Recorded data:
_ _ _
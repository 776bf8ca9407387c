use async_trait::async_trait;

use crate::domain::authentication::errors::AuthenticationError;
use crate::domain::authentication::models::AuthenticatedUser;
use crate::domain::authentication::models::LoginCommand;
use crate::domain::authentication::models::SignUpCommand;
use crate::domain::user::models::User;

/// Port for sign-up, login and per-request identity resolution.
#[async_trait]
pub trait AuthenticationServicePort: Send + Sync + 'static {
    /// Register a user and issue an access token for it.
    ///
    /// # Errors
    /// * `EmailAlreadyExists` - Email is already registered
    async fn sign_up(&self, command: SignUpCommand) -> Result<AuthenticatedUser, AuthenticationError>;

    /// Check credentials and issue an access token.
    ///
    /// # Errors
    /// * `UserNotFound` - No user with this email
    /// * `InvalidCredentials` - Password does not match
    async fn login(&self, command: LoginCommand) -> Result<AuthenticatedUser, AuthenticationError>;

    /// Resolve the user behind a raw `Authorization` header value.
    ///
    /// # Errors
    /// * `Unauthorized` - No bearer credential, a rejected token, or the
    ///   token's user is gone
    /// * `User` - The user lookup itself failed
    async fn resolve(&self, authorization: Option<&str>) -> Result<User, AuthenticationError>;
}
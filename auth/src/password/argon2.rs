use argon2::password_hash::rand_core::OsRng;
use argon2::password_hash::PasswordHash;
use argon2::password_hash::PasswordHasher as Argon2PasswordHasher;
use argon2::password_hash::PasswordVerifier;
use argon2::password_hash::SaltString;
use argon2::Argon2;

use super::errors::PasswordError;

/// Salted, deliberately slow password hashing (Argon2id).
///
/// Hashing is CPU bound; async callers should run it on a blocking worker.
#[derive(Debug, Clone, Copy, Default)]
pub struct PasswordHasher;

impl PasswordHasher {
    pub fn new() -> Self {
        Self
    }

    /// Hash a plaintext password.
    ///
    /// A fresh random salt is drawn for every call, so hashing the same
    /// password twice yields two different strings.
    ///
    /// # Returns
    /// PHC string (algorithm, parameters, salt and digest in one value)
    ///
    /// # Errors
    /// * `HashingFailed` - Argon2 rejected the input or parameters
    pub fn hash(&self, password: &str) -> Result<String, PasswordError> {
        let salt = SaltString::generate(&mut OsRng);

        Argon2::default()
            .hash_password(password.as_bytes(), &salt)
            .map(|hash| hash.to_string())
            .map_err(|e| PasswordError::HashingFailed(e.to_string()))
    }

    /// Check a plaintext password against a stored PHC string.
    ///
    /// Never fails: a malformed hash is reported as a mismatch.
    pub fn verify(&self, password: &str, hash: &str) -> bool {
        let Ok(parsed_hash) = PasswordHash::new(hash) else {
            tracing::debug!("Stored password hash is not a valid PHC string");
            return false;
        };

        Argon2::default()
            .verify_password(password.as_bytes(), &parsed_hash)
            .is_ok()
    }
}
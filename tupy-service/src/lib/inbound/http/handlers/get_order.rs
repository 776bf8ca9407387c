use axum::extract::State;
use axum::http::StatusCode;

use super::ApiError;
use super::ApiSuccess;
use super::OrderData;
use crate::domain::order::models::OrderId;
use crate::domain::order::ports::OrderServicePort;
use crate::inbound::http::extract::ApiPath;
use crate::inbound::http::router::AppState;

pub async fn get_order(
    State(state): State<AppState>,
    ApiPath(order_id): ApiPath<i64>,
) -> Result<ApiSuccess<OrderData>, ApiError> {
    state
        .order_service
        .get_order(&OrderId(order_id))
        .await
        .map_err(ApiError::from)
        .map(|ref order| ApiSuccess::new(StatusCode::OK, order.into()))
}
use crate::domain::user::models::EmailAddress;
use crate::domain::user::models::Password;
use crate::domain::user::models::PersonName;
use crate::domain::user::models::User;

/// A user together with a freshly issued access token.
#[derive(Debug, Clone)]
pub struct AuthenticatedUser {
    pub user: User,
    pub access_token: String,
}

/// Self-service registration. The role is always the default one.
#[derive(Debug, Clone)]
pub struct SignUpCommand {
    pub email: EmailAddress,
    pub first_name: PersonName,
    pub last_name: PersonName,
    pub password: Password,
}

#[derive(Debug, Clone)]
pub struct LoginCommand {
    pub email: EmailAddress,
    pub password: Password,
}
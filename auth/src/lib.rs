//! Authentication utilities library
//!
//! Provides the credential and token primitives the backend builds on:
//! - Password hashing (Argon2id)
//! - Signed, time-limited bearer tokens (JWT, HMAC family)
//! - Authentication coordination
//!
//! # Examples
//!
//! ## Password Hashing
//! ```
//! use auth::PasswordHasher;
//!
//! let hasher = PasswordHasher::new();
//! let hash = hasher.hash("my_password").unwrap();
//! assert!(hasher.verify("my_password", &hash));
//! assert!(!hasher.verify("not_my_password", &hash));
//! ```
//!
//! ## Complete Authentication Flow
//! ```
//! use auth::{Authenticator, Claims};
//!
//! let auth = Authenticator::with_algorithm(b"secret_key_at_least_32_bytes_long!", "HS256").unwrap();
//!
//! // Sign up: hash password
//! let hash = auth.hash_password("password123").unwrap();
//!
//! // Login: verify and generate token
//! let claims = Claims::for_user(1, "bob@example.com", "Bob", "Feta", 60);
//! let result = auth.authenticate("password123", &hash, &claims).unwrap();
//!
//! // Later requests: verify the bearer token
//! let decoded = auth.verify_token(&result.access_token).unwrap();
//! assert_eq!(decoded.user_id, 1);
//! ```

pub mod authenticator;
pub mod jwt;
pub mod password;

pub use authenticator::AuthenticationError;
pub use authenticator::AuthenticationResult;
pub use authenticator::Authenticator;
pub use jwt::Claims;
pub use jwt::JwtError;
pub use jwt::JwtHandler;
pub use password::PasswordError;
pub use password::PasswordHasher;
_ _ _
→ **EXERCISE DETAILS**
What is needed is an exact reproduction of the data.

→ **YOUR RESPONSE**
repository 776bf8ca9407387c
use async_trait::async_trait;

use crate::domain::authentication::errors::AuthenticationError;
use crate::domain::authentication::models::AuthenticatedUser;
use crate::domain::authentication::models::LoginCommand;
use crate::domain::authentication::models::SignUpCommand;
use crate::domain::user::models::User;

/// Port for sign-up, login and per-request identity resolution.
#[async_trait]
pub trait AuthenticationServicePort: Send + Sync + 'static {
    /// Register a user and issue an access token for it.
    ///
    /// # Errors
    /// * `EmailAlreadyExists` - Email is already registered
    async fn sign_up(&self, command: SignUpCommand) -> Result<AuthenticatedUser, AuthenticationError>;

    /// Check credentials and issue an access token.
    ///
    /// # Errors
    /// * `UserNotFound` - No user with this email
    /// * `InvalidCredentials` - Password does not match
    async fn login(&self, command: LoginCommand) -> Result<AuthenticatedUser, AuthenticationError>;

    /// Resolve the user behind a raw `Authorization` header value.
    ///
    /// # Errors
    /// * `Unauthorized` - No bearer credential, a rejected token, or the
    ///   token's user is gone
    /// * `User` - The user lookup itself failed
    async fn resolve(&self, authorization: Option<&str>) -> Result<User, AuthenticationError>;
}
filename auth/src/password/argon2.rs
use argon2::password_hash::rand_core::OsRng;
use argon2::password_hash::PasswordHash;
use argon2::password_hash::PasswordHasher as Argon2PasswordHasher;
use argon2::password_hash::PasswordVerifier;
use argon2::password_hash::SaltString;
use argon2::Argon2;

use super::errors::PasswordError;

/// Salted, deliberately slow password hashing (Argon2id).
///
/// Hashing is CPU bound; async callers should run it on a blocking worker.
#[derive(Debug, Clone, Copy, Default)]
pub struct PasswordHasher;

impl PasswordHasher {
    pub fn new() -> Self {
        Self
    }

    /// Hash a plaintext password.
    ///
    /// A fresh random salt is drawn for every call, so hashing the same
    /// password twice yields two different strings.
    ///
    /// # Returns
    /// PHC string (algorithm, parameters, salt and digest in one value)
    ///
    /// # Errors
    /// * `HashingFailed` - Argon2 rejected the input or parameters
    pub fn hash(&self, password: &str) -> Result<String, PasswordError> {
        let salt = SaltString::generate(&mut OsRng);

        Argon2::default()
            .hash_password(password.as_bytes(), &salt)
            .map(|hash| hash.to_string())
            .map_err(|e| PasswordError::HashingFailed(e.to_string()))
    }

    /// Check a plaintext password against a stored PHC string.
    ///
    /// Never fails: a malformed hash is reported as a mismatch.
    pub fn verify(&self, password: &str, hash: &str) -> bool {
        let Ok(parsed_hash) = PasswordHash::new(hash) else {
            tracing::debug!("Stored password hash is not a valid PHC string");
            return false;
        };

        Argon2::default()
            .verify_password(password.as_bytes(), &parsed_hash)
            .is_ok()
    }
}
filename tupy-service/src/lib/inbound/http/handlers/get_order.rs
repository 776bf8ca9407387c
use axum::extract::State;
use axum::http::StatusCode;

use super::ApiError;
use super::ApiSuccess;
use super::OrderData;
use crate::domain::order::models::OrderId;
use crate::domain::order::ports::OrderServicePort;
use crate::inbound::http::extract::ApiPath;
use crate::inbound::http::router::AppState;

pub async fn get_order(
    State(state): State<AppState>,
    ApiPath(order_id): ApiPath<i64>,
) -> Result<ApiSuccess<OrderData>, ApiError> {
    state
        .order_service
        .get_order(&OrderId(order_id))
        .await
        .map_err(ApiError::from)
        .map(|ref order| ApiSuccess::new(StatusCode::OK, order.into()))
}
use crate::domain::user::models::EmailAddress;
use crate::domain::user::models::Password;
use crate::domain::user::models::PersonName;
use crate::domain::user::models::User;

/// A user together with a freshly issued access token.
#[derive(Debug, Clone)]
pub struct AuthenticatedUser {
    pub user: User,
    pub access_token: String,
}

/// Self-service registration. The role is always the default one.
#[derive(Debug, Clone)]
pub struct SignUpCommand {
    pub email: EmailAddress,
    pub first_name: PersonName,
    pub last_name: PersonName,
    pub password: Password,
}

#[derive(Debug, Clone)]
pub struct LoginCommand {
    pub email: EmailAddress,
    pub password: Password,
}
filename auth/src/lib.rs
//! Authentication utilities library
//!
//! Provides the credential and token primitives the backend builds on:
//! - Password hashing (Argon2id)
//! - Signed, time-limited bearer tokens (JWT, HMAC family)
//! - Authentication coordination
//!
//! # Examples
//!
//! ## Password Hashing
//! ```
//! use auth::PasswordHasher;
//!
//! let hasher = PasswordHasher::new();
//! let hash = hasher.hash("my_password").unwrap();
//! assert!(hasher.verify("my_password", &hash));
//! assert!(!hasher.verify("not_my_password", &hash));
//! ```
//!
//! ## Complete Authentication Flow
//! ```
//! use auth::{Authenticator, Claims};
//!
//! let auth = Authenticator::with_algorithm(b"secret_key_at_least_32_bytes_long!", "HS256").unwrap();
//!
//! // Sign up: hash password
//! let hash = auth.hash_password("password123").unwrap();
//!
//! // Login: verify and generate token
//! let claims = Claims::for_user(1, "bob@example.com", "Bob", "Feta", 60);
//! let result = auth.authenticate("password123", &hash, &claims).unwrap();
//!
//! // Later requests: verify the bearer token
//! let decoded = auth.verify_token(&result.access_token).unwrap();
//! assert_eq!(decoded.user_id, 1);
//! ```

pub mod authenticator;
pub mod jwt;
pub mod password;

pub use authenticator::AuthenticationError;
pub use authenticator::AuthenticationResult;
pub use authenticator::Authenticator;
pub use jwt::Claims;
pub use jwt::JwtError;
pub use jwt::JwtHandler;
pub use password::PasswordError;
pub use password::PasswordHasher;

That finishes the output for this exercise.